Takelma and Chinuk Wawa

Thanks to the great advocate of southwest Oregon languages, Patricia Whereat Phillips, for mentioning this new resource on her Facebook feed.


Elder Agnes Baker-Pilgrim in traditional woven hat (image credit: BLM.gov)

The Cow Creek Tribe has put up on its website a little user-friendly dictionary of the Takelma language, which is one of those brought to the then-new Siletz and Grand Ronde Indian Reservations in the mid-1850s. As you know, the resulting cultural and ethnic mix led to the (second) creolization of Chinook Jargon, among other results.

Takelma, a language of the diverse upper Rogue River area, and unrelated to its neighbors, gives me an impression of being more Californian than Oregonian.

That’s an incredibly vague statement by me.
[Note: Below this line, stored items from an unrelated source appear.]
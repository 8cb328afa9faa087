use std::io::Write;
use std::path::Path;

use serde::{Deserialize, Serialize};

use crate::core::ColstoreError;
use crate::io::stream::StreamProvider;
use crate::types::DType;

pub const TABLE_JSON: &str = "table.json";

#[derive(Debug, Clone, Serialize, Deserialize, PartialEq)]
#[serde(deny_unknown_fields)]
pub struct ColumnSchema {
    pub name: String,
    pub dtype: DType,
}

impl ColumnSchema {
    pub fn new(name: impl Into<String>, dtype: DType) -> Self {
        Self {
            name: name.into(),
            dtype,
        }
    }
}

/// Schema handle of one table directory: ordered columns, row count and the
/// query that produced it.
#[derive(Debug, Clone, Serialize, Deserialize, PartialEq)]
#[serde(deny_unknown_fields)]
pub struct TableMetadata {
    #[serde(default)]
    pub query: String,
    pub row_count: usize,
    pub columns: Vec<ColumnSchema>,
}

impl TableMetadata {
    pub fn read(streams: &dyn StreamProvider, table_path: &Path) -> Result<Self, ColstoreError> {
        let path = table_path.join(TABLE_JSON);
        if !streams.exists(&path) {
            return Err(ColstoreError::MetadataError(format!(
                "no {} in {}",
                TABLE_JSON,
                table_path.display()
            )));
        }

        let mut stream = streams.open_read(&path)?;
        let mut data = vec![0u8; stream.len() as usize];
        stream.read_at(0, &mut data)?;

        serde_json::from_slice(&data).map_err(|e| {
            ColstoreError::MetadataError(format!("parsing {}: {}", path.display(), e))
        })
    }

    pub fn write(&self, streams: &dyn StreamProvider, table_path: &Path) -> Result<(), ColstoreError> {
        let path = table_path.join(TABLE_JSON);
        let data = serde_json::to_vec_pretty(self)?;
        let mut stream = streams.open_write(&path)?;
        stream
            .write_all(&data)
            .and_then(|_| stream.flush())
            .map_err(|e| ColstoreError::IoError(format!("writing {}: {}", path.display(), e)))
    }

    pub fn column_index(&self, name: &str) -> Option<usize> {
        self.columns.iter().position(|c| c.name == name)
    }
}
Don’t take my opinions as gospel. (But I see Edward Sapir, who originally researched this language, made similar comments.)
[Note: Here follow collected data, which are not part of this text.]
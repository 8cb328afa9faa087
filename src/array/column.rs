use crate::types::{Primitive, PrimitiveKind};

use super::{ArrayView, Selector};

/// Type-erased column values: one variant per primitive kind.
#[derive(Debug, Clone)]
pub enum ColumnArray {
    Bool(ArrayView<bool>),
    Int8(ArrayView<i8>),
    UInt8(ArrayView<u8>),
    Int16(ArrayView<i16>),
    UInt16(ArrayView<u16>),
    Int32(ArrayView<i32>),
    UInt32(ArrayView<u32>),
    Int64(ArrayView<i64>),
    UInt64(ArrayView<u64>),
    Float32(ArrayView<f32>),
    Float64(ArrayView<f64>),
}

macro_rules! each_view {
    ($array:expr, $view:ident => $body:expr) => {
        match $array {
            ColumnArray::Bool($view) => $body,
            ColumnArray::Int8($view) => $body,
            ColumnArray::UInt8($view) => $body,
            ColumnArray::Int16($view) => $body,
            ColumnArray::UInt16($view) => $body,
            ColumnArray::Int32($view) => $body,
            ColumnArray::UInt32($view) => $body,
            ColumnArray::Int64($view) => $body,
            ColumnArray::UInt64($view) => $body,
            ColumnArray::Float32($view) => $body,
            ColumnArray::Float64($view) => $body,
        }
    };
}

impl ColumnArray {
    pub fn kind(&self) -> PrimitiveKind {
        match self {
            ColumnArray::Bool(_) => PrimitiveKind::Bool,
            ColumnArray::Int8(_) => PrimitiveKind::Int8,
            ColumnArray::UInt8(_) => PrimitiveKind::UInt8,
            ColumnArray::Int16(_) => PrimitiveKind::Int16,
            ColumnArray::UInt16(_) => PrimitiveKind::UInt16,
            ColumnArray::Int32(_) => PrimitiveKind::Int32,
            ColumnArray::UInt32(_) => PrimitiveKind::UInt32,
            ColumnArray::Int64(_) => PrimitiveKind::Int64,
            ColumnArray::UInt64(_) => PrimitiveKind::UInt64,
            ColumnArray::Float32(_) => PrimitiveKind::Float32,
            ColumnArray::Float64(_) => PrimitiveKind::Float64,
        }
    }

    pub fn count(&self) -> usize {
        each_view!(self, view => view.count())
    }

    pub fn selector(&self) -> &Selector {
        each_view!(self, view => view.selector())
    }

    /// Typed view when the array holds values of type `T`.
    pub fn as_view<T: Primitive>(&self) -> Option<&ArrayView<T>> {
        T::unwrap_array(self)
    }
}

impl<T: Primitive> From<ArrayView<T>> for ColumnArray {
    fn from(view: ArrayView<T>) -> Self {
        T::wrap_array(view)
    }
}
In the Cow Creek dictionary, I really do see structural strands that differ from what we’re used to in Indigenous languages of the traditional Chinuk Wawa region.
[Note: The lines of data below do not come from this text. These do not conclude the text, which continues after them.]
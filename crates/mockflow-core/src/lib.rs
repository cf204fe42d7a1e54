//! Core domain types shared across the entire Mockflow workspace.

use petgraph::stable_graph::{NodeIndex, StableDiGraph};
use serde::{Deserialize, Serialize};
use std::collections::HashMap;

// =============================================================================
// Mock Configuration Types
// =============================================================================

/// Credentials used when the flow runs against a real (non-mocked) database.
#[derive(Debug, Default, Clone, PartialEq, Eq, Serialize, Deserialize)]
pub struct DbCredentials {
    /// Database username.
    pub username: String,
    /// Database password.
    pub password: String,
}

/// Mock configuration for a single named flow.
///
/// Mutated only through UI interaction and persisted by an explicit save;
/// loading a stored configuration replaces the in-memory default wholesale.
#[derive(Debug, Default, Clone, PartialEq, Eq, Serialize, Deserialize)]
pub struct MockConfiguration {
    /// Name of the flow this configuration belongs to.
    pub flow_name: String,
    /// Dependencies the user chose to stub out instead of calling live.
    /// Order-insignificant membership list.
    pub entities_to_mock: Vec<String>,
    /// Whether the database is mocked for this flow.
    pub is_db_mocked: bool,
    /// Credentials for the real database when it is not mocked.
    pub db_credentials: DbCredentials,
}

impl MockConfiguration {
    /// Create a fresh default configuration for the given flow.
    pub fn for_flow(flow_name: impl Into<String>) -> Self {
        Self {
            flow_name: flow_name.into(),
            ..Self::default()
        }
    }

    /// Check whether a dependency is currently marked for mocking.
    pub fn is_entity_mocked(&self, entity: &str) -> bool {
        self.entities_to_mock.iter().any(|e| e == entity)
    }

    /// Toggle membership of a dependency in the mock set.
    ///
    /// Adds the id when absent, removes it when present; toggling twice
    /// restores the original membership.
    pub fn toggle_entity(&mut self, entity: &str) {
        if let Some(pos) = self.entities_to_mock.iter().position(|e| e == entity) {
            self.entities_to_mock.remove(pos);
        } else {
            self.entities_to_mock.push(entity.to_string());
        }
    }

    /// Drop every mocked entity that does not appear in the dependency list.
    ///
    /// Every entry in `entities_to_mock` must name a fetched dependency; a
    /// stored configuration can predate a graph change, so stale ids are
    /// pruned when both pieces of state are available.
    pub fn prune_unknown_entities(&mut self, dependencies: &[String]) {
        self.entities_to_mock
            .retain(|e| dependencies.iter().any(|d| d == e));
    }
}

// =============================================================================
// Flow Graph Types
// =============================================================================

/// A node in the server-provided dependency tree of a flow.
///
/// Read-only after fetch; converted once into positioned elements for
/// rendering and never mutated by the UI.
#[derive(Debug, Default, Clone, PartialEq, Eq, Serialize, Deserialize)]
pub struct FlowGraphNode {
    /// Name of the function this node represents. Doubles as the node id.
    pub function: String,
    /// Callees of this function, in call order.
    #[serde(default)]
    pub children: Vec<FlowGraphNode>,
}

impl FlowGraphNode {
    /// Create a leaf node.
    pub fn leaf(function: impl Into<String>) -> Self {
        Self {
            function: function.into(),
            children: Vec::new(),
        }
    }

    /// Create a node with children.
    pub fn with_children(function: impl Into<String>, children: Vec<FlowGraphNode>) -> Self {
        Self {
            function: function.into(),
            children,
        }
    }

    /// Total number of nodes in this subtree, including self.
    pub fn subtree_size(&self) -> usize {
        1 + self
            .children
            .iter()
            .map(FlowGraphNode::subtree_size)
            .sum::<usize>()
    }
}

// =============================================================================
// Layout: tree -> positioned elements
// =============================================================================

/// Horizontal step between consecutively placed nodes.
pub const H_STEP: f32 = 200.0;
/// Vertical step between consecutively placed nodes.
pub const V_STEP: f32 = 100.0;

/// A graph node with an assigned canvas position.
#[derive(Debug, Clone, PartialEq, Serialize, Deserialize)]
pub struct PlacedNode {
    /// Unique identifier (the function name).
    pub id: String,
    /// Display label.
    pub label: String,
    /// Horizontal position.
    pub x: f32,
    /// Vertical position.
    pub y: f32,
}

/// A parent->child edge between placed nodes.
#[derive(Debug, Clone, PartialEq, Eq, Serialize, Deserialize)]
pub struct PlacedEdge {
    /// Unique identifier, `"{source}-{target}"`.
    pub id: String,
    /// Parent node id.
    pub source: String,
    /// Child node id.
    pub target: String,
}

/// Flat node/edge lists produced from a flow tree, ready for rendering.
#[derive(Debug, Default, Clone, PartialEq, Serialize, Deserialize)]
pub struct GraphElements {
    /// All placed nodes, in visit order.
    pub nodes: Vec<PlacedNode>,
    /// All parent->child edges, in visit order.
    pub edges: Vec<PlacedEdge>,
}

impl GraphElements {
    /// Returns the number of placed nodes.
    pub fn node_count(&self) -> usize {
        self.nodes.len()
    }

    /// Returns the number of edges.
    pub fn edge_count(&self) -> usize {
        self.edges.len()
    }

    /// Convert to a petgraph `StableDiGraph` for rendering or analysis.
    /// Returns the graph and a mapping from node id to `NodeIndex`.
    pub fn to_petgraph(&self) -> (StableDiGraph<PlacedNode, ()>, HashMap<String, NodeIndex>) {
        let mut graph = StableDiGraph::new();
        let mut id_to_index = HashMap::new();

        for node in &self.nodes {
            let idx = graph.add_node(node.clone());
            id_to_index.insert(node.id.clone(), idx);
        }

        for edge in &self.edges {
            if let (Some(&from_idx), Some(&to_idx)) =
                (id_to_index.get(&edge.source), id_to_index.get(&edge.target))
            {
                graph.add_edge(from_idx, to_idx, ());
            }
        }

        (graph, id_to_index)
    }
}

/// Convert a forest of flow trees into positioned nodes and parent->child
/// edges via pre-order traversal.
///
/// A single placement cursor advances by [`H_STEP`]/[`V_STEP`] after every
/// visited node, so positions are strictly sequential in visit order. There
/// is no collision avoidance; the source is a tree, so no cycle handling is
/// needed either. Cost is O(n) in the total node count.
pub fn layout_forest(roots: &[FlowGraphNode]) -> GraphElements {
    let mut elements = GraphElements::default();
    let mut cursor = (0.0_f32, 0.0_f32);

    for root in roots {
        place_subtree(root, None, &mut cursor, &mut elements);
    }

    elements
}

fn place_subtree(
    node: &FlowGraphNode,
    parent: Option<&str>,
    cursor: &mut (f32, f32),
    out: &mut GraphElements,
) {
    out.nodes.push(PlacedNode {
        id: node.function.clone(),
        label: node.function.clone(),
        x: cursor.0,
        y: cursor.1,
    });

    if let Some(parent_id) = parent {
        out.edges.push(PlacedEdge {
            id: format!("{}-{}", parent_id, node.function),
            source: parent_id.to_string(),
            target: node.function.clone(),
        });
    }

    cursor.0 += H_STEP;
    cursor.1 += V_STEP;

    for child in &node.children {
        place_subtree(child, Some(&node.function), cursor, out);
    }
}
For example, ‘horse’ is literally ‘big dog’ in Takelma, rather than containing the possibly Spanish-origin syllable /KIW/ that we know in Chinuk Wawa’s kʰíyutən, Coast Salish stiqiwand perhaps in Cayuse“.

There are remarkably few signs of CW influence in Takelma, too.

Here are the few such that I noted down that have any resemblance to Chinook Jargon.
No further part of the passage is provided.